I really recommend against starting with C or assembly because they are hard and can discourage you. Even trying to start by making something with Ruby on Rails can be very discouraging.
The best way to start is to work from the beginning and learn the fundamentals of programming and how to think rather than focusing on a language.
I'm making CodeHS (http://codehs.com) to help teach beginners in the most user friendly way possible by stressing the way of thinking rather than the programming syntax.
We're providing help to beginners because we know that people can get stuck.
We're about to change our pricing, but for now, you should check out the free trial.

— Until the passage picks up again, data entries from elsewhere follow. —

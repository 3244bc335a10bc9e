//! Static site content: projects, publications and profile data.

use serde::Serialize;

use crate::pages::Page;
use crate::routes::RouteTable;

#[derive(Debug, Clone, Copy, PartialEq, Eq, Serialize)]
pub struct Project {
    pub id: u32,
    pub title: &'static str,
    pub description: &'static str,
    pub icon: &'static str,
    pub image: &'static str,
    pub tags: &'static [&'static str],
    /// Canonical route of the project article.
    pub link: &'static str,
    pub color: &'static str,
}

#[derive(Debug, Clone, Copy, PartialEq, Eq, Hash, Serialize)]
#[serde(rename_all = "snake_case")]
pub enum PublicationKind {
    Journal,
    Conference,
    Dissertation,
}

#[derive(Debug, Clone, Copy, PartialEq, Eq, Serialize)]
pub struct Publication {
    pub id: u32,
    pub title: &'static str,
    pub authors: &'static str,
    pub venue: &'static str,
    pub year: &'static str,
    pub link: &'static str,
    pub kind: PublicationKind,
    pub summary: Option<&'static str>,
    pub doi: Option<&'static str>,
}

#[derive(Debug, Clone, Copy, PartialEq, Eq, Serialize)]
pub struct NavLink {
    pub label: &'static str,
    pub href: &'static str,
}

#[derive(Debug, Clone, Copy, PartialEq, Eq, Serialize)]
#[serde(rename_all = "snake_case")]
pub enum SkillCategory {
    Technical,
    Analytical,
    Soft,
}

#[derive(Debug, Clone, Copy, PartialEq, Eq, Serialize)]
pub struct Skill {
    pub name: &'static str,
    pub category: SkillCategory,
}

#[derive(Debug, Clone, Copy, PartialEq, Eq, Serialize)]
pub struct SocialLink {
    pub platform: &'static str,
    pub icon: &'static str,
    pub url: &'static str,
}

pub const CONTACT_EMAIL: &str = "transportanalyticsandinsights@gmail.com";

pub static PROJECTS: [Project; 4] = [
    Project {
        id: 1,
        title: "TransitMate Chatbot",
        description: "An intelligent conversational AI system that delivers real-time, context-aware responses to natural language queries about TransLink service disruptions, track closures, and stop impacts using Retrieval-Augmented Generation (RAG).",
        icon: "route",
        image: "/assets/images/TransitMateChatbot.png",
        tags: &["Translink", "Chatbot", "Service Disruptions", "Python", "RAG", "LLM", "Conversational AI"],
        link: "/projects/transitmate_chatbot",
        color: "from-green-500 to-teal-500",
    },
    Project {
        id: 2,
        title: "Mapping Connectivity Across Brisbane: What GTFS Reveals",
        description: "Analyzing 244 direct suburb connections to Brisbane City using GTFS data (January 12-18, 2026) to reveal how efficiently residents can reach the city center across different modes and time periods.",
        icon: "route",
        image: "/assets/images/BrisbaneCityNetwork.png",
        tags: &["GTFS", "Network Analysis", "Geospatial Analysis", "Brisbane City", "Python", "Accessibility Analysis", "Translink"],
        link: "/projects/brisbane_connectivity",
        color: "from-blue-500 to-cyan-500",
    },
    Project {
        id: 3,
        title: "Decoding Translink Origin Destination Patronage Data",
        description: "Examined 470 million trips across TransLink's bus, train, and ferry networks from January 2022 to October 2025, revealing a public transport system experiencing rapid transformation.",
        icon: "subway",
        image: "/assets/images/TranslinkBus.png",
        tags: &["Translink", "Patronage", "Python", "Data Visualization", "Tableau"],
        link: "/projects/translink_od",
        color: "from-purple-500 to-pink-500",
    },
    Project {
        id: 4,
        title: "Feature Engineering Impact Analysis",
        description: "demonstrates the fundamental importance of feature engineering in machine learning model performance through a controlled experiment using London bike sharing demand forecasting.",
        icon: "robot",
        image: "/assets/images/FeatureEngineering.png",
        tags: &["Machine Learning", "Feature Engineering", "Time Series Forecasting", "Python", "Bike Sharing"],
        link: "/projects/feature_engineering_impact_analysis",
        color: "from-purple-500 to-pink-500",
    },
];

pub static PUBLICATIONS: [Publication; 6] = [
    Publication {
        id: 1,
        title: "Data Fusion for the Development of a Multimodal Freight Transload Facilities Dataset in the U.S.",
        authors: "Asborno, M., Bhurtyal, S., Mitchell, K. N., Peterson, S. K., & Kress, M. M.",
        venue: "Transportation Research Record: Journal of the Transportation Research Board, 0(0)",
        year: "2026",
        link: "https://doi.org/10.1177/03611981251394678",
        kind: PublicationKind::Journal,
        summary: None,
        doi: None,
    },
    Publication {
        id: 2,
        title: "Prediction of waterborne freight activity with Automatic Identification System using Machine learning",
        authors: "Bhurtyal, S., Bui, H., Hernandez, S., Eksioglu, S., Asborno, M., Mitchell, K. N., & Kress, M.",
        venue: "Computers & Industrial Engineering, 200, 110757",
        year: "2025",
        link: "https://www.sciencedirect.com/science/article/abs/pii/S0360835224008799",
        kind: PublicationKind::Journal,
        summary: None,
        doi: None,
    },
    Publication {
        id: 3,
        title: "Data-Driven Methods to Assess Transportation System Resilience: Case Study of the Arkansas Roadway Network",
        authors: "Bhurtyal, S., Hernandez, S., Amankwah-Nkyi, K.",
        venue: "Journal of Transportation Engineering, Part A: Systems. 10.1061/JTEPBS/TEENG-8064",
        year: "2024",
        link: "https://ascelibrary.org/doi/10.1061/JTEPBS.TEENG-8064",
        kind: PublicationKind::Journal,
        summary: None,
        doi: None,
    },
    Publication {
        id: 4,
        title: "A two-stage stochastic optimization model for port infrastructure planning",
        authors: "Bhurtyal, S., Hernandez, S., Eksioglu, S., & Yves, M.",
        venue: "Maritime Economics & Logistics, 26(2), 185-211",
        year: "2024",
        link: "https://link.springer.com/article/10.1057/s41278-023-00262-0",
        kind: PublicationKind::Journal,
        summary: None,
        doi: None,
    },
    Publication {
        id: 5,
        title: "Impacts of a Highway Bypass on Residential Property Values in a Small City in Arkansas",
        authors: "Bhurtyal, S., Giebler, M., Mitra, S., & Hernandez, S.",
        venue: "Transportation Research Board Annual Meeting (No. TRBAM-21-01535)",
        year: "2021",
        link: "https://trid.trb.org/View/1759364",
        kind: PublicationKind::Conference,
        summary: None,
        doi: None,
    },
    Publication {
        id: 6,
        title: "Addressing Data Limitations of Commercial Waterways via Machine Learning and Stochastic Optimization",
        authors: "Bhurtyal, S.",
        venue: "University of Arkansas, USA",
        year: "Dissertation",
        link: "https://www.proquest.com/openview/4f0f170da25e6f4efe5a615cdbe155c0/1?pq-origsite=gscholar&cbl=18750&diss=y",
        kind: PublicationKind::Dissertation,
        summary: Some("Developed machine learning and optimization frameworks to overcome data constraints in waterborne freight systems, improving prediction accuracy and supporting infrastructure planning decisions."),
        doi: None,
    },
];

/// Header, footer and mobile-menu links. All are anchors on the home page.
pub static NAV_LINKS: [NavLink; 4] = [
    NavLink { label: "Home", href: "#home" },
    NavLink { label: "Projects", href: "#projects" },
    NavLink { label: "About Me", href: "#about" },
    NavLink { label: "Contact", href: "#contact" },
];

pub static SKILLS: [Skill; 14] = [
    Skill { name: "Python", category: SkillCategory::Technical },
    Skill { name: "SQL", category: SkillCategory::Technical },
    Skill { name: "GIS", category: SkillCategory::Technical },
    Skill { name: "Tableau", category: SkillCategory::Technical },
    Skill { name: "Large Data Analysis", category: SkillCategory::Analytical },
    Skill { name: "Transit Network Analysis", category: SkillCategory::Analytical },
    Skill { name: "Network Optimization", category: SkillCategory::Analytical },
    Skill { name: "Performance Metrics Development", category: SkillCategory::Analytical },
    Skill { name: "Machine Learning", category: SkillCategory::Technical },
    Skill { name: "Data Visualization", category: SkillCategory::Technical },
    Skill { name: "R", category: SkillCategory::Technical },
    Skill { name: "Stakeholder Engagement", category: SkillCategory::Soft },
    Skill { name: "Project Management", category: SkillCategory::Soft },
    Skill { name: "Problem Solving", category: SkillCategory::Soft },
];

pub static AREAS_OF_EXPERTISE: [&str; 5] = [
    "Big Data Analytics",
    "Network Optimization",
    "Data Visualization",
    "Demand Forecasting",
    "Spatial Analysis",
];

pub static SOCIAL_LINKS: [SocialLink; 4] = [
    SocialLink {
        platform: "Email",
        icon: "envelope",
        url: "mailto:transportanalyticsandinsights@gmail.com",
    },
    SocialLink {
        platform: "LinkedIn",
        icon: "linkedin-in",
        url: "https://www.linkedin.com/in/sanjeev-bhurtyal/",
    },
    SocialLink {
        platform: "GitHub",
        icon: "github",
        url: "https://github.com/sanjeevbhurtyal",
    },
    SocialLink {
        platform: "Tableau",
        icon: "tableau",
        url: "https://public.tableau.com/app/profile/sanjeev.bhurtyal2011/vizzes",
    },
];

/// Projects shown on the home page.
pub fn featured_projects() -> &'static [Project] {
    &PROJECTS[..3]
}

pub fn publications_of(kind: PublicationKind) -> impl Iterator<Item = &'static Publication> {
    PUBLICATIONS
        .iter()
        .filter(move |publication| publication.kind == kind)
}

/// Project whose article is mounted at `path`, aliases included.
pub fn project_for_route(routes: &RouteTable, path: &str) -> Option<&'static Project> {
    routes.page(path).project()
}

pub fn skills_in(category: SkillCategory) -> impl Iterator<Item = &'static Skill> {
    SKILLS.iter().filter(move |skill| skill.category == category)
}

impl Page {
    /// Project record for an article page.
    pub fn project(self) -> Option<&'static Project> {
        let routes = RouteTable::default();
        PROJECTS
            .iter()
            .find(|project| self.is_article() && routes.page(project.link) == self)
    }
}

#[cfg(test)]
mod tests {
    use super::*;

    #[test]
    fn featured_are_first_three() {
        let ids: Vec<u32> = featured_projects().iter().map(|project| project.id).collect();
        assert_eq!(ids, [1, 2, 3]);
    }

    #[test]
    fn every_project_links_to_a_registered_route() {
        let routes = RouteTable::default();
        for project in &PROJECTS {
            assert!(routes.get(project.link).is_some(), "{}", project.link);
        }
    }

    #[test]
    fn aliases_resolve_to_the_same_project() {
        let routes = RouteTable::default();
        let canonical = project_for_route(&routes, "/projects/translink_od").unwrap();
        let alias = project_for_route(&routes, "/translink-od").unwrap();
        assert_eq!(canonical.id, alias.id);
        assert_eq!(project_for_route(&routes, "/publications"), None);
    }

    #[test]
    fn publications_filter_keeps_order() {
        let journals: Vec<u32> = publications_of(PublicationKind::Journal).map(|p| p.id).collect();
        assert_eq!(journals, [1, 2, 3, 4]);
        assert_eq!(publications_of(PublicationKind::Dissertation).count(), 1);
    }

    #[test]
    fn descriptions_are_clean_utf8_text() {
        assert!(PROJECTS[2].description.contains("TransLink's"));
    }

    #[test]
    fn nav_links_target_home_sections() {
        for link in &NAV_LINKS {
            let id = link.href.trim_start_matches('#');
            assert!(Page::Home.declares_section(id));
        }
    }

    #[test]
    fn article_page_knows_its_project() {
        assert_eq!(Page::TransitmateChatbot.project().map(|p| p.id), Some(1));
        assert_eq!(Page::Home.project(), None);
    }
}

We'd love to hear what you think.
If you're really looking for a latin equivalent, I agree with the previous posters (a lisp, python, and c all have merit and are worth getting to eventually).
My own early learning path was basic -> dos shell -> c -> c++
I'm glad I learned c, wouldn't really mind having missed C++.
Other nice BASICs are AutoIt (Win), FnxBasic (Win), Envelop (Win), Microsoft VB Express edition (win), Gambas (Linux), Xbasic (Linux and Windows), GFA32 (win)
After learning that language you'll be able to move on to others, even to C which has pointers because freebasic uses pointers too.You'll find a lot of tutorials on the web and a great community for almost all of those.
Lots of people are going to say BASIC is inadequate for serious computing but if you go their way you'll find that the desire to learn has left you by the time you finish reading even one text. Ultimately it's your decision, not theirs.
TL;DR: You can learn BASIC in a weekend. Great community, easy to learn, will accomplish great things, will help you understand other languages.
Instead, I would think of a project I wanted to build, pick a language well-suited for that project, and then learn that language as I got building. Learning through doing is the best way to make learning easier - far better than studying the programming equivalent of Latin.
So my first question would be: What's English equivalent in programming languages? PHP? Java? C? Then, because programming languages have entered in a very fast paced evolution period recently, with new languages popping out every given month, what programming language the most prominent programmer elites are using right now? Go? Any other C variant? JS? Ruby? Etc.?
I'm specifically pointing at the highly voted posts mentioning C and Scheme.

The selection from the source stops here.